Выбрать главу

Безусловно, и такие процедуры имеют самостоятельное значение, но о княжеской власти как таковой результаты их скажут довольно мало или же затронут окраины проблемы. На самом деле вопрос гораздо более сложный, а легкость его исследования — кажущаяся. Такое впечатление возникает только в том случае, если не учитывать характер источников, с которыми приходится иметь дело.

На первый взгляд, проблема представляется надуманной. Летопись — памятник хорошо изученный, с давней историей исследования. Принципы текстологического анализа летописей — одно из достижений отечественной науки, и следовательно, правильно применяя их, всегда можно получить необходимую информацию. И это действительно так применительно ко времени, близкому к моменту составления сводов. Но общее правило нарушается, если его применять к летописным записям, повествующим о IX–X вв.

Давно замечено, что среди летописных известий о IX–X вв. встречаются устные предания, составленные, надо полагать, вскоре после описываемых ими событий{19}. Можно сказать даже больше: все сведения о IX–X вв. летописец черпал из подобного рода легенд и преданий, и только благодаря своему литературному дару превращал их в подобие настоящей хроники. Излишне говорить, что созданные в рамках языческой ментальности, эти устные тексты характеризовались всеми чертами мифа. Христианские же книжники последующей эпохи, в разное время вносившие эти предания в свои летописные своды, не могли понять мифологический тип мышления, а потому — и постигнуть тайный, скрытый за вербальной формой смысл попавших к ним текстов. Перенося на страницы летописей только событийную часть преданий, разбивая эти последние на погодные статьи, ученые монахи констатировали факты вне мифологического контекста, без которого они не имели смысла. Таким образом, разрушалась смысловая увязка действий персонажей легенд и некоторые сюжетные ходы текстов, обусловленные либо ритуалом, либо установками мышления, получили статус некогда действительно происшедших событий.

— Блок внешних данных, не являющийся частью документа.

// SPDX-License-Identifier: GPL-3.0-or-later
// Copyright 2026 Tobias Sarnowski

//! Tests for the remote filesystem wire format.

#![allow(clippy::unwrap_used, clippy::expect_used)]

use super::*;

#[test]
fn command_codes_are_bit_exact() {
    assert_eq!(Command::LsInit as u8, 0);
    assert_eq!(Command::Stat as u8, 3);
    assert_eq!(Command::Rename as u8, 12);
    assert_eq!(Command::Volsize as u8, 17);
    assert_eq!(Command::QuickStat as u8, 18);
    for raw in 0..=18u8 {
        assert_eq!(Command::from_u8(raw).unwrap() as u8, raw);
    }
    assert_eq!(Command::from_u8(19), None);
}

#[test]
fn header_layout() {
    let mut buf = [0u8; 16];
    let header = MsgHeader {
        cmd: Command::Mkdir as u8,
        flag: 16,
        len: 0x0102,
        xfr: 0xAABB_CCDD,
    };
    header.write(&mut buf).unwrap();
    assert_eq!(&buf[..8], &[10, 16, 0x02, 0x01, 0xDD, 0xCC, 0xBB, 0xAA]);
    assert_eq!(MsgHeader::read(&buf), Some(header));
    assert_eq!(header.command(), Some(Command::Mkdir));
}

#[test]
fn stat_fields_at_documented_offsets() {
    let mut buf = [0u8; 64];
    let stat = Stat {
        statp: 0x11,
        kind: StatType::File as i32,
        size: 0x1_0000_0002,
        atime: 3,
        mtime: 4,
        ctime: 5,
    };
    let stride = stat.encode(&mut buf, 0, b"abc").unwrap();
    assert_eq!(stride, 32);
    assert_eq!(buf[4], 1);
    assert_eq!(buf[8], 2);
    assert_eq!(buf[12], 1);
    assert_eq!(buf[16], 3);
    assert_eq!(buf[20], 4);
    assert_eq!(buf[24], 5);
    assert_eq!(&buf[28..32], b"abc\0");

    let (decoded, name) = Stat::decode_with_name(&buf, 0).unwrap();
    assert_eq!(decoded, stat);
    assert_eq!(name, b"abc");
}

#[test]
fn record_stride_is_eight_aligned() {
    assert_eq!(stat_record_stride(0), 32);
    assert_eq!(stat_record_stride(3), 32);
    assert_eq!(stat_record_stride(4), 40);
    assert_eq!(stat_record_stride(11), 40);
    assert_eq!(stat_record_stride(12), 48);
}

#[test]
fn negative_type_is_error_code() {
    let stat = Stat {
        kind: -5,
        ..Stat::default()
    };
    assert_eq!(stat.error_code(), Some(-5));
    assert_eq!(stat.stat_type(), StatType::Null);
    assert_eq!(Stat::of_type(StatType::Dir).error_code(), None);
}

#[test]
fn qstat_overlay() {
    let mut buf = [0u8; QSTAT_SIZE];
    let qstat = Qstat {
        stat: Stat {
            kind: StatType::Dir as i32,
            size: 7,
            mtime: 9,
            ..Stat::default()
        },
        magic: QSTAT_MAGIC,
    };
    qstat.encode(&mut buf, 0).unwrap();
    assert_eq!(buf[28], 2);
    assert_eq!(buf[32], 7);
    assert_eq!(buf[44], 9);
    assert_eq!(&buf[56..60], &QSTAT_MAGIC.to_le_bytes());
    let decoded = Qstat::decode(&buf, 0).unwrap();
    assert!(decoded.is_complete());
    assert_eq!(decoded.stat.stat_type(), StatType::Dir);
}

#[test]
fn truncated_records_are_rejected() {
    let buf = [0u8; 20];
    assert_eq!(Stat::decode(&buf, 0), None);
    assert_eq!(Qstat::decode(&[0u8; 40], 0), None);
    let mut small = [0u8; 30];
    assert_eq!(Stat::default().encode(&mut small, 0, b"abcdef"), None);
}
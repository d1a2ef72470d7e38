// SPDX-License-Identifier: GPL-3.0-or-later
// Copyright 2026 Tobias Sarnowski

//! Stat and quick-stat records.

use crate::codec;

/// Offset of the NUL-terminated name in a stat record.
pub const STAT_NAME_OFFSET: usize = 28;

/// Size of a quick-stat record.
pub const QSTAT_SIZE: usize = 64;

/// Offset of the stat fields (`statp`) inside a quick-stat record.
pub const QSTAT_RECORD_OFFSET: usize = 24;

/// Offset of the completion sentinel inside a quick-stat record.
pub const QSTAT_MAGIC_OFFSET: usize = 56;

/// Sentinel written by the peer once a quick-stat reply is complete.
pub const QSTAT_MAGIC: u32 = 0x9999_8888;

const STATP: usize = 0;
const TYPE: usize = 4;
const SIZE: usize = 8;
const ATIME: usize = 16;
const MTIME: usize = 20;
const CTIME: usize = 24;

/// Remote object type.
#[derive(Clone, Copy, Debug, PartialEq, Eq, Hash)]
#[repr(i32)]
pub enum StatType {
    /// No such object, or the stat failed.
    Null = 0,
    /// Regular file.
    File = 1,
    /// Directory.
    Dir = 2,
}

impl StatType {
    /// Decodes a type field. Unknown and negative values are `None`.
    #[must_use]
    pub const fn from_raw(raw: i32) -> Option<Self> {
        match raw {
            0 => Some(Self::Null),
            1 => Some(Self::File),
            2 => Some(Self::Dir),
            _ => None,
        }
    }
}

/// Distance from one listing record to the next.
///
/// The name is NUL-terminated and every record starts 8-byte aligned.
#[inline]
#[must_use]
pub const fn stat_record_stride(name_len: usize) -> usize {
    (STAT_NAME_OFFSET + name_len + 1 + 7) & !7
}

/// Fixed part of a stat record.
#[derive(Clone, Copy, Debug, Default, PartialEq, Eq)]
pub struct Stat {
    /// Opaque peer pointer.
    pub statp: u32,
    /// Raw type; negative values carry a remote error code.
    pub kind: i32,
    /// Size in bytes.
    pub size: i64,
    /// Access time (seconds).
    pub atime: u32,
    /// Modification time (seconds).
    pub mtime: u32,
    /// Change time (seconds).
    pub ctime: u32,
}

impl Stat {
    /// A stat of the given type with all other fields zero.
    #[inline]
    #[must_use]
    pub const fn of_type(kind: StatType) -> Self {
        Self {
            statp: 0,
            kind: kind as i32,
            size: 0,
            atime: 0,
            mtime: 0,
            ctime: 0,
        }
    }

    /// Decoded type. Error codes and unknown values map to [`StatType::Null`].
    #[inline]
    #[must_use]
    pub const fn stat_type(&self) -> StatType {
        match StatType::from_raw(self.kind) {
            Some(kind) => kind,
            None => StatType::Null,
        }
    }

    /// The remote error code if the type field carries one.
    #[inline]
    #[must_use]
    pub const fn error_code(&self) -> Option<i32> {
        if self.kind < 0 { Some(self.kind) } else { None }
    }

    /// Reads the fixed part of a stat record at `offset`.
    #[must_use]
    pub fn decode(buf: &[u8], offset: usize) -> Option<Self> {
        Self::decode_fields(buf, offset)
    }

    /// Reads a listing record at `offset` along with its name.
    #[must_use]
    pub fn decode_with_name(buf: &[u8], offset: usize) -> Option<(Self, &[u8])> {
        let stat = Self::decode_fields(buf, offset)?;
        let name = codec::get_c_str(buf, offset.checked_add(STAT_NAME_OFFSET)?)?;
        Some((stat, name))
    }

    /// Writes a stat record with `name` at `offset`.
    ///
    /// Returns the record stride, which is where the next record starts.
    pub fn encode(&self, buf: &mut [u8], offset: usize, name: &[u8]) -> Option<usize> {
        self.encode_fields(buf, offset)?;
        codec::put_c_str(buf, offset.checked_add(STAT_NAME_OFFSET)?, name)?;
        Some(stat_record_stride(name.len()))
    }

    fn decode_fields(buf: &[u8], base: usize) -> Option<Self> {
        Some(Self {
            statp: codec::get_u32(buf, base.checked_add(STATP)?)?,
            kind: codec::get_i32(buf, base.checked_add(TYPE)?)?,
            size: codec::get_i64(buf, base.checked_add(SIZE)?)?,
            atime: codec::get_u32(buf, base.checked_add(ATIME)?)?,
            mtime: codec::get_u32(buf, base.checked_add(MTIME)?)?,
            ctime: codec::get_u32(buf, base.checked_add(CTIME)?)?,
        })
    }

    fn encode_fields(&self, buf: &mut [u8], base: usize) -> Option<()> {
        codec::put_u32(buf, base.checked_add(STATP)?, self.statp)?;
        codec::put_u32(buf, base.checked_add(TYPE)?, self.kind as u32)?;
        codec::put_i64(buf, base.checked_add(SIZE)?, self.size)?;
        codec::put_u32(buf, base.checked_add(ATIME)?, self.atime)?;
        codec::put_u32(buf, base.checked_add(MTIME)?, self.mtime)?;
        codec::put_u32(buf, base.checked_add(CTIME)?, self.ctime)
    }
}

/// Quick-stat record: a [`Stat`] at [`QSTAT_RECORD_OFFSET`] plus a sentinel.
#[derive(Clone, Copy, Debug, Default, PartialEq, Eq)]
pub struct Qstat {
    /// The stat fields.
    pub stat: Stat,
    /// Completion sentinel ([`QSTAT_MAGIC`] once answered).
    pub magic: u32,
}

impl Qstat {
    /// Reads a quick-stat record whose first byte is at `offset`.
    #[must_use]
    pub fn decode(buf: &[u8], offset: usize) -> Option<Self> {
        Some(Self {
            stat: Stat::decode_fields(buf, offset.checked_add(QSTAT_RECORD_OFFSET)?)?,
            magic: codec::get_u32(buf, offset.checked_add(QSTAT_MAGIC_OFFSET)?)?,
        })
    }

    /// Writes the stat fields and the sentinel, leaving the padding untouched.
    pub fn encode(&self, buf: &mut [u8], offset: usize) -> Option<()> {
        self.stat
            .encode_fields(buf, offset.checked_add(QSTAT_RECORD_OFFSET)?)?;
        codec::put_u32(buf, offset.checked_add(QSTAT_MAGIC_OFFSET)?, self.magic)
    }

    /// True once the peer has completed the reply.
    #[inline]
    #[must_use]
    pub const fn is_complete(&self) -> bool {
        self.magic == QSTAT_MAGIC
    }
}

// The quick-stat record must fit the parameter area it overlays.
const _: () = {
    assert!(QSTAT_RECORD_OFFSET + CTIME + 4 <= QSTAT_MAGIC_OFFSET);
    assert!(QSTAT_MAGIC_OFFSET + 4 <= QSTAT_SIZE);
    assert!(stat_record_stride(0) == 32);
};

В результате сегодня перед нами в летописных записях о IX–X вв. — десакрализированная историческая традиция, только по видимости представляющая собой хронику. Восстановив ее мифологический и ритуальный смысл, мы сможем понять, как языческое общество осмысливало феномен княжеской власти и место князя в общественном устройстве.

Излишне, наверное, доказывать ту вполне очевидную мысль, что в осознании такого явления, как государственная власть, мышление языческой Руси существенно ничем не отличалось от ментальности синхростадиальных ему обществ. Для киевского государства IX–X вв. восстанавливаются практически все известные потестарно-политической этнографии категории и процедуры мышления, в которых раннеклассовые общества конструировали идеологию социальной организации. Об этом уже приходилось подробно писать{20}. Поэтому в данном разделе хотелось бы сосредоточить внимание не на классовых и политических факторах становления центральной власти, столь знакомых отечественной историографии, а на исследовании ментальности. Как представляется, это позволит приблизиться к пониманию и собственно структур властвования, то есть явлений объективной действительности.

Как отмечено выше, то обстоятельство, что летопись в интересующей нас части представляет собой десакрализированную традицию, понуждает рассматривать ее не как беспристрастную фиксацию событий непосредственными их участниками, а конструкцию, построенную в рамках определенной идеологии, которая для нас в существенных чертах пока скрыта. Задача — реконструировать ее по дошедшим в составе летописи фрагментам. Но до этого момента установить, что´ в источниках указывает на действительно происшедшее событие, а что´ обусловлено типом мышления, не представляется возможным. Дело в том, что в рамках мифологической (или космологической, если пользоваться определением В. Н. Топорова) ментальности реальность осознавалась и, следовательно, описывалась не так, как события разворачивались в действительности, а так, как это представлялось правильным с точки зрения существовавших норм. Поэтому в мифологизированных преданиях мы сталкиваемся лишь с версией, которая современникам представлялась оптимальной, непротиворечивой. Для того чтобы пояснить это на примере, укажем на знаменитое предание о принятии князем Олегом смерти от своего коня, которое на самом деле является персонифицированной версией мифа о борьбе Громовержца со Змеем и соответственно не свидетельствует о действительной причине гибели князя.